The changes introduced in recent years have already sought to address the weaknesses found by the inquiry as being a cause for concern. For this reason the inquiry has directed its recommendations towards strengthening the systems now in place rather than offering new or alternative proposals for action.

The Government welcome the recommendations in the report which include proposals both to address the issue of sexualised behaviour and to ensure that guidance is available for dealing with it; and that all trusts and primary care practices should have an explicit policy on the use of chaperones. These are important issues that will require detailed consideration if changes are to be implemented effectively. Likewise, the role of patient advocacy when dealing with 'sexualised behaviour' in both the hospital and the primary care setting will also require further detailed consideration.

The report acknowledges that considerable changes have already been made. These include substantial changes to the NHS complaints procedure and the current development of guidance to trusts on how to handle untoward incidents. Further changes are in hand and planned.

It recommends improvements to the recording of complaints against individual practitioners and the importance of co-ordinating complaints, coupled with the need to ensure that employers are aware of other employment being undertaken by their medical staff.

Other recommendations include requiring staff of NHS trusts and other healthcare organisations employing staff, such as deputising services, to declare concurrent employment and for this requirement to be suitably adapted to ensure that PCTs are kept informed of other professional work undertaken by GPs; the provision of better support for single-handed practitioners and their practice managers; and clarification of the roles of the respective professional and local bodies in primary care.

The Department of Health is also asked to develop a memorandum of understanding with professional regulatory bodies and the Crown Prosecution Service; and to work with strategic health authorities to provide guidance to trusts on handling untoward incidents.

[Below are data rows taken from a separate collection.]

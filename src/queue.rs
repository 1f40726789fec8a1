//! FIFO of outstanding tile transfers.

use crate::dma::TransferHandle;
use crate::registry::TileId;

/// One queued transfer: the tile it serves and the handle to wait on.
#[derive(Debug, Clone, Copy, PartialEq, Eq)]
pub struct QueueEntry {
    /// Tile the transfer fills or drains.
    pub tile: TileId,
    /// Handle of the last request issued; [`TransferHandle::NOOP`] when
    /// nothing was transferred.
    pub handle: TransferHandle,
    /// Tile whose data this transfer copies, released when it retires.
    pub previous: Option<TileId>,
}

/// Fixed-capacity ring of [`QueueEntry`]s in submission order.
///
/// Entries are retired strictly from the front, matching the completion
/// order of the transfer engine.
#[derive(Debug, Clone)]
pub struct TransferQueue {
    entries: Box<[Option<QueueEntry>]>,
    start: usize,
    len: usize,
}

impl TransferQueue {
    /// An empty queue holding at most `capacity` entries.
    pub fn new(capacity: usize) -> Self {
        Self {
            entries: vec![None; capacity].into_boxed_slice(),
            start: 0,
            len: 0,
        }
    }

    /// Append an entry. Hands it back if the queue is full.
    pub fn push(&mut self, entry: QueueEntry) -> Result<(), QueueEntry> {
        if self.is_full() {
            return Err(entry);
        }
        let slot = (self.start + self.len) % self.entries.len();
        self.entries[slot] = Some(entry);
        self.len += 1;
        Ok(())
    }

    /// Oldest entry.
    pub fn front(&self) -> Option<&QueueEntry> {
        if self.len == 0 {
            return None;
        }
        self.entries[self.start].as_ref()
    }

    /// Remove and return the oldest entry.
    pub fn pop_front(&mut self) -> Option<QueueEntry> {
        if self.len == 0 {
            return None;
        }
        let entry = self.entries[self.start].take();
        self.start = (self.start + 1) % self.entries.len();
        self.len -= 1;
        entry
    }

    /// Entries oldest first.
    pub fn iter(&self) -> impl Iterator<Item = &QueueEntry> + '_ {
        (0..self.len).filter_map(move |i| self.entries[(self.start + i) % self.entries.len()].as_ref())
    }

    /// Returns true if `tile` has an entry.
    pub fn contains(&self, tile: TileId) -> bool {
        self.iter().any(|e| e.tile == tile)
    }

    /// Drop every entry.
    pub fn clear(&mut self) {
        self.entries.iter_mut().for_each(|e| *e = None);
        self.start = 0;
        self.len = 0;
    }

    /// Number of entries.
    #[inline]
    pub fn len(&self) -> usize {
        self.len
    }

    /// Returns true if there are no entries.
    #[inline]
    pub fn is_empty(&self) -> bool {
        self.len == 0
    }

    /// Returns true if no more entries fit.
    #[inline]
    pub fn is_full(&self) -> bool {
        self.len == self.entries.len()
    }

    /// Maximum number of entries.
    #[inline]
    pub fn capacity(&self) -> usize {
        self.entries.len()
    }
}

#[cfg(test)]
mod tests {
    use super::*;
    use crate::registry::SlotRegistry;

    fn tiles(n: usize) -> Vec<TileId> {
        let mut reg: SlotRegistry<(), TileId> = SlotRegistry::with_capacity(n);
        (0..n).map(|_| reg.insert(()).unwrap()).collect()
    }

    fn entry(tile: TileId, id: u32) -> QueueEntry {
        QueueEntry {
            tile,
            handle: TransferHandle::new(id),
            previous: None,
        }
    }

    #[test]
    fn test_fifo_order_and_wrap() {
        let ids = tiles(4);
        let mut q = TransferQueue::new(3);

        for (i, &t) in ids.iter().take(3).enumerate() {
            q.push(entry(t, i as u32)).unwrap();
        }
        assert!(q.is_full());
        assert_eq!(q.push(entry(ids[3], 9)), Err(entry(ids[3], 9)));

        assert_eq!(q.pop_front().unwrap().tile, ids[0]);
        q.push(entry(ids[3], 3)).unwrap();

        let order: Vec<_> = q.iter().map(|e| e.handle.id()).collect();
        assert_eq!(order, vec![1, 2, 3]);
        assert!(q.contains(ids[3]));
        assert!(!q.contains(ids[0]));
    }

    #[test]
    fn test_drain_and_clear() {
        let ids = tiles(2);
        let mut q = TransferQueue::new(2);
        q.push(entry(ids[0], 0)).unwrap();
        q.push(entry(ids[1], 1)).unwrap();

        assert_eq!(q.front().map(|e| e.tile), Some(ids[0]));
        q.clear();
        assert!(q.is_empty());
        assert_eq!(q.front(), None);
        assert_eq!(q.pop_front(), None);
        assert_eq!(q.capacity(), 2);
    }
}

Issues around complaints are also being considered by the Shipman inquiry, which is likely to produce recommendations in its fifth report due later this year. They are also being considered by the William Kerr/Michael Haslam inquiry whose report is also expected later this year. We will therefore consider these recommendations together with those of the Shipman, Neale and William Kerr/Michael Haslam inquiries and give a detailed response in due course.

The Department of Health is asked to take account of the inquiry's recommendations in the development of its current work on a memorandum of understanding with the NHS, the police and the Health and Safety Executive. We shall of course ensure that the report and its recommendations are brought to the attention of the project board taking this work forward. As part of this work, guidance is currently being developed for the NHS including a strategy for involving patients and others.

Our purpose in setting up this inquiry, as with all investigations of errors in the NHS, is to learn the lessons and put in place procedures to minimise the risk of similar errors occurring in the future. As already indicated, much work has already been done and further work is in hand. We very much welcome this report and its recommendations, and those of the Richard Neale inquiry also published today, with their emphasis on putting patients at the centre of health care. These reports will provide an important contribution to a continuing process of improvement.

We have made clear that patient safety is a priority and the UK has led the way in pushing forward in this area. Tomorrow, I will be talking to fellow EU health ministers about the lessons EU members can learn from one another and make clear that patient safety will be a key issue during the UK presidency of the EU next year.

It is completely unacceptable that the events described in this report were allowed to happen. In acting on the inquiry's recommendations we will be guided by the need to prevent future patients having to suffer in the same way as many patients of Clifford Ayling.